John Wayne’s third oldest child, Patrick Wayne, appeared in 11 films with his father.
Of all of the sets and locations they shared, one still stands out as the worst ever to Patrick: Fort Benning.
Wayne and his crew filmed a portion of “The Green Berets” in the summer of 1967 at the Columbus base.
Wayne, known as “The Duke,” acted in and directed the movie in the grueling heat of a Georgia summer with one lung. Wayne had the majority of his other lung removed during his battle with cancer in 1964, but returned to acting in January 1965.
Wayne was heartily invested in the movie. As part of his research, he traveled to Vietnam with the USO.
According to johnwayne.com, “From 6 a.m. to 10 at night, Wayne would walk around and introduce himself to GI’s.” Seeing what the soldiers went through motivated Wayne to make “The Green Berets” as authentic as possible. He contacted President Lyndon B. Johnson and was granted the use of props from the pentagon as well as permission to shoot at Fort Benning.
Wayne’s son Patrick reminisced about the experience in “John Wayne Gritcast,” a podcast hosted by his brother, Ethan Wayne., and the story makes for an interesting part of Columbus history.
“We were in a horrible place. I mean Columbus, Georgia, was like the worst place on the face of the earth,” Patrick told siblings Ethan and Marisa.
In an interview posted on Medium, Patrick went into more detail about Columbus.
“Oh my God, it was pretty dreary. That’s fine, but it started raining to the point of where we couldn’t even work. Boy, there was nothing to do except sit there and wait ‘til it stopped raining,” he said.
Columbus weather mirrored the war movie’s South Vietnam setting.
“It was a pretty miserable experience from the weather aspect at that time (filming commenced) on August 9, 1967. It was past the worst part of the summer, so the humidity wasn’t that bad,” Patrick said.
The weather wasn’t the only memorable part of Patrick’s Columbus ordeal. “All this crazy stuff was going on while we were there making a movie,” he said.
He recalled the soldiers he encountered, back from Vietnam were a little wild. They took the then 29-year-old up in a helicopter and let him shoot at the Vietnam set constructed for the movie at Fort Benning.

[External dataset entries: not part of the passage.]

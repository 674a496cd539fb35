//! Shared reactive state provided via context: dashboard statistics and the
//! transient notification queue.

use std::time::Duration;

use leptos::leptos_dom::helpers::set_timeout;
use leptos::*;

use crate::api::Api;
use crate::models::{DashboardStats, RecentAsset};
use crate::services::asset;

/// How long a notification stays on screen.
const TOAST_DISMISS_MS: u64 = 4000;

// ============================================================================
// Dashboard stats
// ============================================================================

/// Dashboard aggregates and the recent-assets preview, fetched together.
///
/// Both requests issue in parallel; if either fails the combined operation is
/// reported as failed and the previous data is left in place. The assets page
/// calls [`StatsState::refetch`] after every mutation so both views stay
/// consistent with the underlying collection.
#[derive(Clone, Copy)]
pub struct StatsState {
    pub stats: RwSignal<Option<DashboardStats>>,
    pub recent: RwSignal<Vec<RecentAsset>>,
    pub is_loading: RwSignal<bool>,
    pub error: RwSignal<Option<String>>,
}

impl StatsState {
    pub fn new() -> Self {
        Self {
            stats: create_rw_signal(None),
            recent: create_rw_signal(Vec::new()),
            is_loading: create_rw_signal(true),
            error: create_rw_signal(None),
        }
    }

    pub fn refetch(&self, api: &Api) {
        let state = *self;
        let api = api.clone();
        state.is_loading.set(true);
        state.error.set(None);
        spawn_local(async move {
            let (stats, recent) =
                futures::join!(asset::get_stats(&api), asset::get_recent_assets(&api));
            match (stats, recent) {
                (Ok(stats), Ok(recent)) => {
                    state.stats.set(Some(stats));
                    state.recent.set(recent);
                }
                (Err(err), _) | (_, Err(err)) => {
                    log::error!("dashboard fetch failed: {err}");
                    state
                        .error
                        .set(Some("Failed to fetch dashboard data".to_string()));
                }
            }
            state.is_loading.set(false);
        });
    }
}

impl Default for StatsState {
    fn default() -> Self {
        Self::new()
    }
}

// ============================================================================
// Notifications
// ============================================================================

#[derive(Debug, Clone, Copy, PartialEq, Eq)]
pub enum ToastLevel {
    Success,
    Error,
}

#[derive(Debug, Clone, PartialEq)]
pub struct Toast {
    pub id: u64,
    pub level: ToastLevel,
    pub message: String,
}

/// Transient notification queue. Errors caught at the point of a user action
/// end up here; nothing is retried and nothing is fatal.
#[derive(Clone, Copy)]
pub struct Toasts {
    items: RwSignal<Vec<Toast>>,
    next_id: StoredValue<u64>,
}

impl Toasts {
    pub fn new() -> Self {
        Self {
            items: create_rw_signal(Vec::new()),
            next_id: store_value(0),
        }
    }

    pub fn items(&self) -> RwSignal<Vec<Toast>> {
        self.items
    }

    pub fn success(&self, message: impl Into<String>) {
        self.push(ToastLevel::Success, message.into());
    }

    pub fn error(&self, message: impl Into<String>) {
        self.push(ToastLevel::Error, message.into());
    }

    pub fn dismiss(&self, id: u64) {
        self.items.update(|items| items.retain(|t| t.id != id));
    }

    fn push(&self, level: ToastLevel, message: String) {
        let id = self.next_id.get_value();
        self.next_id.set_value(id + 1);
        self.items.update(|items| items.push(Toast { id, level, message }));

        let items = self.items;
        set_timeout(
            move || items.update(|list| list.retain(|t| t.id != id)),
            Duration::from_millis(TOAST_DISMISS_MS),
        );
    }
}

impl Default for Toasts {
    fn default() -> Self {
        Self::new()
    }
}

// ============================================================================
// Display formatting
// ============================================================================

/// Group digits with thousands separators: 1234567 -> "1,234,567".
pub fn format_number(value: u64) -> String {
    let digits = value.to_string();
    let mut out = String::with_capacity(digits.len() + digits.len() / 3);
    for (i, ch) in digits.chars().enumerate() {
        if i > 0 && (digits.len() - i) % 3 == 0 {
            out.push(',');
        }
        out.push(ch);
    }
    out
}

/// USD currency display: 2499.5 -> "$2,499.50".
pub fn format_currency(value: f64) -> String {
    let negative = value < 0.0;
    let cents = (value.abs() * 100.0).round() as u64;
    let whole = format_number(cents / 100);
    let fraction = cents % 100;
    let sign = if negative { "-" } else { "" };
    format!("{sign}${whole}.{fraction:02}")
}

#[cfg(test)]
mod tests {
    use super::*;

    #[test]
    fn formats_numbers_with_separators() {
        assert_eq!(format_number(0), "0");
        assert_eq!(format_number(999), "999");
        assert_eq!(format_number(1000), "1,000");
        assert_eq!(format_number(1234567), "1,234,567");
    }

    #[test]
    fn formats_currency() {
        assert_eq!(format_currency(0.0), "$0.00");
        assert_eq!(format_currency(2499.5), "$2,499.50");
        assert_eq!(format_currency(1234567.891), "$1,234,567.89");
        assert_eq!(format_currency(-12.3), "-$12.30");
    }
}
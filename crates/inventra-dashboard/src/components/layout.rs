//! Application shell: sidebar navigation, top header, auth guard and the
//! toast overlay. Routed pages render into the shell through an `Outlet`.

use leptos::*;
use leptos_router::{use_navigate, Outlet, A};

use super::icons::{BoxIcon, CloseIcon, HomeIcon, LogoutIcon, UsersIcon};
use crate::api::Api;
use crate::services::auth;
use crate::session;
use crate::state::{StatsState, Toast, ToastLevel, Toasts};

/// Layout wrapper for all authenticated routes.
///
/// Redirects to the login screen whenever no token is stored, and provides
/// the shared [`StatsState`] so the overview and the assets page observe the
/// same dashboard data.
#[component]
pub fn Shell() -> impl IntoView {
    let api = expect_context::<Api>();
    let stats = StatsState::new();
    provide_context(stats);

    let navigate = use_navigate();
    create_effect(move |_| {
        if !session::is_authenticated() {
            navigate("/login", Default::default());
        }
    });

    stats.refetch(&api);

    view! {
        <div class="app-shell">
            <Sidebar/>
            <div class="app-main">
                <Header/>
                <main class="app-content">
                    <Outlet/>
                </main>
            </div>
            <ToastHost/>
        </div>
    }
}

#[component]
fn Sidebar() -> impl IntoView {
    view! {
        <aside class="sidebar">
            <div class="sidebar-brand">
                <BoxIcon/>
                <span class="brand-name">"Inventra"</span>
            </div>
            <nav class="sidebar-nav" aria-label="Main">
                <A href="/dashboard" class="nav-link">
                    <HomeIcon/>
                    <span>"Dashboard"</span>
                </A>
                <A href="/assets" class="nav-link">
                    <BoxIcon/>
                    <span>"Assets"</span>
                </A>
                <A href="/users" class="nav-link">
                    <UsersIcon/>
                    <span>"Users"</span>
                </A>
            </nav>
        </aside>
    }
}

#[component]
fn Header() -> impl IntoView {
    let navigate = use_navigate();
    let username = session::current_username().unwrap_or_else(|| "Account".to_string());

    let logout = move |_| {
        auth::logout();
        navigate("/login", Default::default());
    };

    view! {
        <header class="app-header">
            <div class="header-spacer"></div>
            <div class="header-profile">
                <span class="header-username">{username}</span>
                <button class="btn btn-ghost" on:click=logout aria-label="Log out">
                    <LogoutIcon/>
                    <span>"Logout"</span>
                </button>
            </div>
        </header>
    }
}

/// Fixed overlay rendering the active notifications.
#[component]
fn ToastHost() -> impl IntoView {
    let toasts = expect_context::<Toasts>();
    let items = toasts.items();

    view! {
        <div class="toast-host" aria-live="polite">
            <For
                each=move || items.get()
                key=|toast| toast.id
                children=move |toast: Toast| {
                    let class = match toast.level {
                        ToastLevel::Success => "toast toast-success",
                        ToastLevel::Error => "toast toast-error",
                    };
                    let id = toast.id;
                    view! {
                        <div class=class role="status">
                            <span class="toast-message">{toast.message}</span>
                            <button
                                class="toast-dismiss"
                                aria-label="Dismiss"
                                on:click=move |_| toasts.dismiss(id)
                            >
                                <CloseIcon/>
                            </button>
                        </div>
                    }
                }
            />
        </div>
    }
}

In another unforgettable Fort Benning experience, Patrick was at the base when a colonel who was head of the jump school had an accident jumping out of a plane.
“His first chute didn’t open and the reserve didn’t open and he crashed. But he lived, he walked away from it,” Patrick said. “And he went to where they were packing the chutes and he said, ‘Pick it up. Whatever you’re packing, pick it up.’ He took them into the airplane and made them jump out of the chute they were packing. Those people packed the hell out of [the parachutes] very carefully after that with the thought that they may be using them if this guy ordered them to jump out of a plane again.”